## Data for the task
========================
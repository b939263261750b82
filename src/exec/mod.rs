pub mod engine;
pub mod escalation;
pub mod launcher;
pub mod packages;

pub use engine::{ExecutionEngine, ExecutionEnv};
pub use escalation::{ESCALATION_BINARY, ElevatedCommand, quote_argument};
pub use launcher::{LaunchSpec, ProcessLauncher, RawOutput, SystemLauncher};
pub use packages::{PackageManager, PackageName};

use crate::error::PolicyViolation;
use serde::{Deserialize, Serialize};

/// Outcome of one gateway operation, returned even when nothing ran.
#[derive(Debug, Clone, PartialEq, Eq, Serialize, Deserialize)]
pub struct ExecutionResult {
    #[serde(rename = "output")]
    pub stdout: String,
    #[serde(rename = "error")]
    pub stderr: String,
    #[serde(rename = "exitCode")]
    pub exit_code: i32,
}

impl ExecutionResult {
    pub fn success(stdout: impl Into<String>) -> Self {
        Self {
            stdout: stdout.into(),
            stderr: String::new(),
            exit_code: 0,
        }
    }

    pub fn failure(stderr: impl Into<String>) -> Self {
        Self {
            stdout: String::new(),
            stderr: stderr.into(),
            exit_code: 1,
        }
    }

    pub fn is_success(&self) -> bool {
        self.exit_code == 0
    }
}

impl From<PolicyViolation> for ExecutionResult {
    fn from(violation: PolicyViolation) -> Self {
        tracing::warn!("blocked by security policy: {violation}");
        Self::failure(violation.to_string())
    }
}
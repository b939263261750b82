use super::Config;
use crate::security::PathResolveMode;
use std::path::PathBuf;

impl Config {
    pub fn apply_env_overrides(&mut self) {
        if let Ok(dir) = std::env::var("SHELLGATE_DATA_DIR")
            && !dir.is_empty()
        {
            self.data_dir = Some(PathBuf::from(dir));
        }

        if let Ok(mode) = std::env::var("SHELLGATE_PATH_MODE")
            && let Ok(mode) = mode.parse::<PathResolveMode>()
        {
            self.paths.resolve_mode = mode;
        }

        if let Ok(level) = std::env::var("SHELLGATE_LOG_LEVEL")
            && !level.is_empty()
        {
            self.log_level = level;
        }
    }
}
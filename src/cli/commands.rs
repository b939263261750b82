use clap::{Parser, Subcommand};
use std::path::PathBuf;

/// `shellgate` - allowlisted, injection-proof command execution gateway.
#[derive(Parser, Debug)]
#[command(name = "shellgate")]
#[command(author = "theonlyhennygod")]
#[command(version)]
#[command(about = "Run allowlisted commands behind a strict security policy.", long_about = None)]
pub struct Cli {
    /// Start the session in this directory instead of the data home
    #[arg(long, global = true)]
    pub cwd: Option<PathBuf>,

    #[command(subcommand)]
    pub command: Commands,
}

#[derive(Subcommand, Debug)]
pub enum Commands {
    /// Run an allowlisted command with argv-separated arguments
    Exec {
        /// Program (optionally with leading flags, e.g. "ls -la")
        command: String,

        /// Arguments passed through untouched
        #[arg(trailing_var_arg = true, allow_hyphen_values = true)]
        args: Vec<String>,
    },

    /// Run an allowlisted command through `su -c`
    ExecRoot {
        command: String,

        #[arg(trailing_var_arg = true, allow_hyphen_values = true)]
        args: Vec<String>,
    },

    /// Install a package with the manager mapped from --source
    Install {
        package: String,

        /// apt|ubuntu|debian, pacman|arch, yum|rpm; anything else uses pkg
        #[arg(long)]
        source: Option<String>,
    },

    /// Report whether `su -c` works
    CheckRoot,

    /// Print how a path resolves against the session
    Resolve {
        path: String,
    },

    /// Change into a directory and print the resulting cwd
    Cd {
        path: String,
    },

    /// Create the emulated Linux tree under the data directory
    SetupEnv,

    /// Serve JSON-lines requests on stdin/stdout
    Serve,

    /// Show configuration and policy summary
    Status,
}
========================
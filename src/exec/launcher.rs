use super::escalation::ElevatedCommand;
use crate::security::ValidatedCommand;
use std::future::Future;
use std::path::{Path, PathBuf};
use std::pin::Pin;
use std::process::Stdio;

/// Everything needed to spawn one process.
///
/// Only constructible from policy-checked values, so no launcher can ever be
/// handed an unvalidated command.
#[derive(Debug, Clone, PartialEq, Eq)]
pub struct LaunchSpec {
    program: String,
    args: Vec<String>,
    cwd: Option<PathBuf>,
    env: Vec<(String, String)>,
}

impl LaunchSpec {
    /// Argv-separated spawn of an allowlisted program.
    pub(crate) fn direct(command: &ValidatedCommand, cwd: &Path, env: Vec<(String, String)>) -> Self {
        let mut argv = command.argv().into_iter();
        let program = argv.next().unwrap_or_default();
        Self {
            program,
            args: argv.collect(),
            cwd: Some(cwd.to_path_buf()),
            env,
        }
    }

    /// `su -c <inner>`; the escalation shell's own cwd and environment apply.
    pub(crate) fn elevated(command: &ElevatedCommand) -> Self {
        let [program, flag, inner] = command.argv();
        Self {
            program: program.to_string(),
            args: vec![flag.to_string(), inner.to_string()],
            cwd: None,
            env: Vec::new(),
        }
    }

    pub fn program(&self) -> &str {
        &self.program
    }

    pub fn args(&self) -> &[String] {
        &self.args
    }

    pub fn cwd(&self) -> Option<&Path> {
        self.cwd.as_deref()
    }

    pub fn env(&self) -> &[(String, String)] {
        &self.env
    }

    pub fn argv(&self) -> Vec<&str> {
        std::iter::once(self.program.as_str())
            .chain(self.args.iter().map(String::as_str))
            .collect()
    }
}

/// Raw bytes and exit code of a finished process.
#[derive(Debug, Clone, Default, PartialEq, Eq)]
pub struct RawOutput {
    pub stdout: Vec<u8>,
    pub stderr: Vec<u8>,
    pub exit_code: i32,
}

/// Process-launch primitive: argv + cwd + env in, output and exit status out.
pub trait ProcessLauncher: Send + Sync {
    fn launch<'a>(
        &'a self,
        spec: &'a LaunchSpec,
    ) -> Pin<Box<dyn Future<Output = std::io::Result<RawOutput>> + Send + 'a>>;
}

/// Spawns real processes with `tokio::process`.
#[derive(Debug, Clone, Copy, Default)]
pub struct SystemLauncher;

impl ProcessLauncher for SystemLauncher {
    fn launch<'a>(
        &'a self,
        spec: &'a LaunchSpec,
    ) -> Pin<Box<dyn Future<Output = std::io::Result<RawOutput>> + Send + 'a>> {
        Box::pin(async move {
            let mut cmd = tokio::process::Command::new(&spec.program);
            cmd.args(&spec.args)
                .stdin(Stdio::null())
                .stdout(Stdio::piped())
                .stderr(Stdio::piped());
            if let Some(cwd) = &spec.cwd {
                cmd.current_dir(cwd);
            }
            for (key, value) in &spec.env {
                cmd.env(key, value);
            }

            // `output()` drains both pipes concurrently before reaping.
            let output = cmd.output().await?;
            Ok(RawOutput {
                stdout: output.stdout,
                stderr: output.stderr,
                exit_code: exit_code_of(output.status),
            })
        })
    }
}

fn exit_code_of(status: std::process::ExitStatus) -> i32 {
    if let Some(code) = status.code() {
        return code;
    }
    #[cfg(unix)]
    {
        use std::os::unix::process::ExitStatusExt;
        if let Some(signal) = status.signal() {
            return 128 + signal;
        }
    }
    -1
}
========================
Every line above with the word "escalation" is to be copied out.

pub mod escalation;
pub use escalation::{ESCALATION_BINARY, ElevatedCommand, quote_argument};
use super::escalation::ElevatedCommand;
    /// `su -c <inner>`; the escalation shell's own cwd and environment apply.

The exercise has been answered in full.